SECOND AMENDED AND RESTATED GUARANTY AGREEMENT (this “Guaranty Agreement”) dated as of October 6, 2021, among TRINITY ACQUISITION PLC, a company formed under the laws of England and Wales having company number 3588435 (the “Company”; and together with the Designated Borrowers from time to time party thereto, collectively, the “Borrowers” and individually, a “Borrower”), WILLIS TOWERS WATSON PUBLIC LIMITED COMPANY, a company incorporated under the laws of Ireland having company number 475616 (the “Parent”), the other Guarantors (as defined below), and BARCLAYS BANK PLC, as Administrative Agent (the “Administrative Agent”).
WHEREAS, the Company, the Parent, the Administrative Agent, the Lenders party thereto and the other parties thereto previously entered into the Amended and Restated Credit Agreement dated as of March 7, 2017 (as amended, restated, amended and restated, supplemented or otherwise modified from time to time, the “Existing Credit Agreement”), among the Company, the Parent, the Designated Borrowers party thereto, the Lenders party thereto and the Administrative Agent.

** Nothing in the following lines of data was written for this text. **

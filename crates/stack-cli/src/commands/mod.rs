pub mod rgb;
pub mod stack;
pub mod stats;
pub mod stretch;

use std::path::{Path, PathBuf};

/// Expand the `%auto` primary-output placeholder to a sibling of
/// `input_dir` named after `default_name`. Any other path is returned
/// unchanged.
pub fn resolve_primary_output(requested: &str, input_dir: &Path, default_name: &str) -> PathBuf {
    if requested == "%auto" {
        input_dir.join(default_name)
    } else {
        PathBuf::from(requested)
    }
}

/// Expand the `%auto` placeholder for a secondary output (log, preview
/// image) by replacing `out_path`'s extension with `extension`. Any other
/// path is returned unchanged.
pub fn resolve_auto_extension(requested: &str, out_path: &Path, extension: &str) -> PathBuf {
    if requested == "%auto" {
        out_path.with_extension(extension)
    } else {
        PathBuf::from(requested)
    }
}

#[cfg(test)]
mod tests {
    use super::*;

    #[test]
    fn primary_output_auto_joins_input_dir() {
        let resolved = resolve_primary_output("%auto", Path::new("/data/lights"), "stacked.fits");
        assert_eq!(resolved, PathBuf::from("/data/lights/stacked.fits"));
    }

    #[test]
    fn primary_output_explicit_path_passes_through() {
        let resolved = resolve_primary_output("/tmp/out.fits", Path::new("/data/lights"), "stacked.fits");
        assert_eq!(resolved, PathBuf::from("/tmp/out.fits"));
    }

    #[test]
    fn auto_extension_swaps_only_the_extension() {
        let resolved = resolve_auto_extension("%auto", Path::new("/data/lights/stacked.fits"), "log");
        assert_eq!(resolved, PathBuf::from("/data/lights/stacked.log"));
    }

    #[test]
    fn auto_extension_explicit_path_passes_through() {
        let resolved = resolve_auto_extension("run.log", Path::new("/data/lights/stacked.fits"), "log");
        assert_eq!(resolved, PathBuf::from("run.log"));
    }
}
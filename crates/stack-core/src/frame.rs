use ndarray::Array2;

/// A single calibration/light exposure.
///
/// Pixel data is row-major, shape `(height, width)`, single-precision float.
/// A `Frame` is exclusively owned by whichever pipeline stage currently holds
/// it; stages consume and replace it rather than aliasing the buffer, so it
/// can be dropped promptly once the stacker has read it.
#[derive(Clone, Debug)]
pub struct Frame {
    pub id: u64,
    pub data: Array2<f32>,
    pub header: FrameHeader,
    pub stats: Option<Stats>,
    pub stars: Option<StarList>,
    pub hfr: Option<f32>,
    pub transform: Option<SimilarityXform>,
}

impl Frame {
    pub fn new(id: u64, data: Array2<f32>, header: FrameHeader) -> Self {
        Self {
            id,
            data,
            header,
            stats: None,
            stars: None,
            hfr: None,
            transform: None,
        }
    }

    pub fn width(&self) -> usize {
        self.data.ncols()
    }

    pub fn height(&self) -> usize {
        self.data.nrows()
    }
}

/// Bayer color filter array phase, when the sensor mosaic is known.
#[derive(Clone, Copy, Debug, PartialEq, Eq, serde::Serialize, serde::Deserialize)]
pub enum CfaPattern {
    Rggb,
    Grbg,
    Gbrg,
    Bggr,
}

/// Single-channel extraction target for debayering a CFA frame.
#[derive(Clone, Copy, Debug, PartialEq, Eq, serde::Serialize, serde::Deserialize)]
pub enum DebayerChannel {
    R,
    G,
    B,
}

/// Per-frame metadata preserved/propagated from the loader collaborator.
#[derive(Clone, Debug, Default)]
pub struct FrameHeader {
    pub exposure_seconds: f64,
    pub timestamp_unix: f64,
    pub bayer_pattern: Option<CfaPattern>,
    pub xbinning: u32,
    pub ybinning: u32,
}

/// Robust per-frame statistics.
#[derive(Clone, Copy, Debug, Default)]
pub struct Stats {
    pub min: f32,
    pub max: f32,
    pub mean: f32,
    pub stddev: f32,
    pub location: f32,
    pub scale: f32,
    pub noise: f32,
    pub histogram_mode: Option<u32>,
    pub histogram_mode_value: Option<f32>,
}

/// A detected star candidate.
#[derive(Clone, Copy, Debug, PartialEq)]
pub struct Star {
    pub x: f32,
    pub y: f32,
    pub mass: f32,
    pub hfr: f32,
}

/// An ordered set of stars, descending by `mass`.
///
/// Invariant: coordinates lie in `[0,w) x [0,h)` and no two stars sit
/// within `star_radius` pixels of each other (non-maximum suppression
/// enforces this at construction time in [`crate::detect`]).
#[derive(Clone, Debug, Default)]
pub struct StarList(pub Vec<Star>);

impl StarList {
    pub fn median_hfr(&self) -> Option<f32> {
        if self.0.is_empty() {
            return None;
        }
        let mut hfrs: Vec<f32> = self.0.iter().map(|s| s.hfr).collect();
        let mid = hfrs.len() / 2;
        if hfrs.len() % 2 == 1 {
            Some(*hfrs.select_nth_unstable_by(mid, |a, b| a.partial_cmp(b).unwrap()).1)
        } else {
            let (_, upper, _) = hfrs.select_nth_unstable_by(mid, |a, b| a.partial_cmp(b).unwrap());
            let upper_val = *upper;
            let lower_val = hfrs[..mid].iter().copied().fold(f32::MIN, f32::max);
            Some((lower_val + upper_val) / 2.0)
        }
    }

    pub fn len(&self) -> usize {
        self.0.len()
    }

    pub fn is_empty(&self) -> bool {
        self.0.is_empty()
    }

    pub fn top_k(&self, k: usize) -> &[Star] {
        &self.0[..self.0.len().min(k)]
    }
}

/// Rotation + uniform scale + translation mapping a frame onto the reference.
#[derive(Clone, Copy, Debug, Default)]
pub struct SimilarityXform {
    pub scale: f32,
    pub rotation: f32,
    pub tx: f32,
    pub ty: f32,
    pub residual_px: f32,
    pub match_count: usize,
}

impl SimilarityXform {
    pub fn identity() -> Self {
        Self {
            scale: 1.0,
            rotation: 0.0,
            tx: 0.0,
            ty: 0.0,
            residual_px: 0.0,
            match_count: 0,
        }
    }

    /// Map a point from this frame's pixel space into the reference's.
    pub fn apply(&self, x: f32, y: f32) -> (f32, f32) {
        let (s, c) = self.rotation.sin_cos();
        let sx = self.scale * (c * x - s * y) + self.tx;
        let sy = self.scale * (s * x + c * y) + self.ty;
        (sx, sy)
    }

    /// The inverse mapping, used to resample a frame onto the reference grid.
    pub fn invert(&self) -> Self {
        let inv_scale = if self.scale.abs() > crate::consts::EPSILON {
            1.0 / self.scale
        } else {
            1.0
        };
        let (s, c) = self.rotation.sin_cos();
        // Inverse rotation is the transpose of the rotation matrix.
        let itx = -inv_scale * (c * self.tx + s * self.ty);
        let ity = -inv_scale * (-s * self.tx + c * self.ty);
        Self {
            scale: inv_scale,
            rotation: -self.rotation,
            tx: itx,
            ty: ity,
            residual_px: self.residual_px,
            match_count: self.match_count,
        }
    }
}

/// A calibration exposure (dark or flat). Same shape invariant as `Frame`.
#[derive(Clone, Debug)]
pub struct CalibrationFrame {
    pub data: Array2<f32>,
}

impl CalibrationFrame {
    pub fn width(&self) -> usize {
        self.data.ncols()
    }

    pub fn height(&self) -> usize {
        self.data.nrows()
    }
}

/// Final combined result of a stacking run.
#[derive(Clone, Debug)]
pub struct StackResult {
    pub pixels: Array2<f32>,
    pub stats: Stats,
    pub stars: Option<StarList>,
    pub hfr: Option<f32>,
    pub frames_combined: usize,
    pub sig_low: f32,
    pub sig_high: f32,
}

impl StackResult {
    pub fn width(&self) -> usize {
        self.pixels.ncols()
    }

    pub fn height(&self) -> usize {
        self.pixels.nrows()
    }
}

WHEREAS, the parties to the Existing Credit Agreement have agreed to amend and restate the Existing Credit Agreement in its entirety and in connection therewith have entered into that certain Second Amended and Restated Credit Agreement (as the same may be amended, restated, amended and restated, supplemented or otherwise modified from time to time, the “Credit Agreement”), dated as of the date hereof, by and among the Company, the Parent, the Designated Borrowers party thereto, the Lenders party thereto, the Administrative Agent and certain other parties thereto, which Credit Agreement provides, subject to the terms and conditions of the Credit Agreement, for extensions of credit and other financial accommodations by the Lenders to the Borrowers;
WHEREAS, the Lenders have agreed to extend credit to the Borrowers subject to the terms and conditions set forth in the Credit Agreement. The obligations of the Lenders to extend such credit are conditioned upon, among other things, the execution and delivery of this Guaranty Agreement. The Parent and the other Guarantors are affiliates of the Company, will derive substantial benefits from the extension of credit to the Borrowers pursuant to the Credit Agreement and are willing to execute and deliver this Guaranty Agreement in order to induce the Lenders to extend such credit;
WHEREAS, the Guarantors previously entered into that certain Amended and Restated Guaranty Agreement, dated as of March 7, 2017 (as amended, restated, amended and restated, supplemented or otherwise modified prior to the date hereof, the “Existing Guaranty Agreement”), in favor of the Guaranteed Parties and the Administrative Agent with respect to the obligations of the Company under the Existing Credit Agreement; and
WHEREAS, the parties to the Existing Guaranty Agreement wish to affirm their obligations under the terms of the Existing Guaranty Agreement and have agreed to amend and restate the Existing Guaranty Agreement in its entirety as set forth on the terms of this Guaranty Agreement.
NOW, THEREFORE, the parties hereto agree as follows:
ARTICLE I
Definitions
SECTION 1.01. Credit Agreement. (a) Capitalized terms used in this Guaranty Agreement and not otherwise defined herein have the meanings specified in the Credit Agreement.
(b) The rules of construction specified in Section 1.02 and Section 1.07 of the Credit Agreement also apply to this Guaranty Agreement.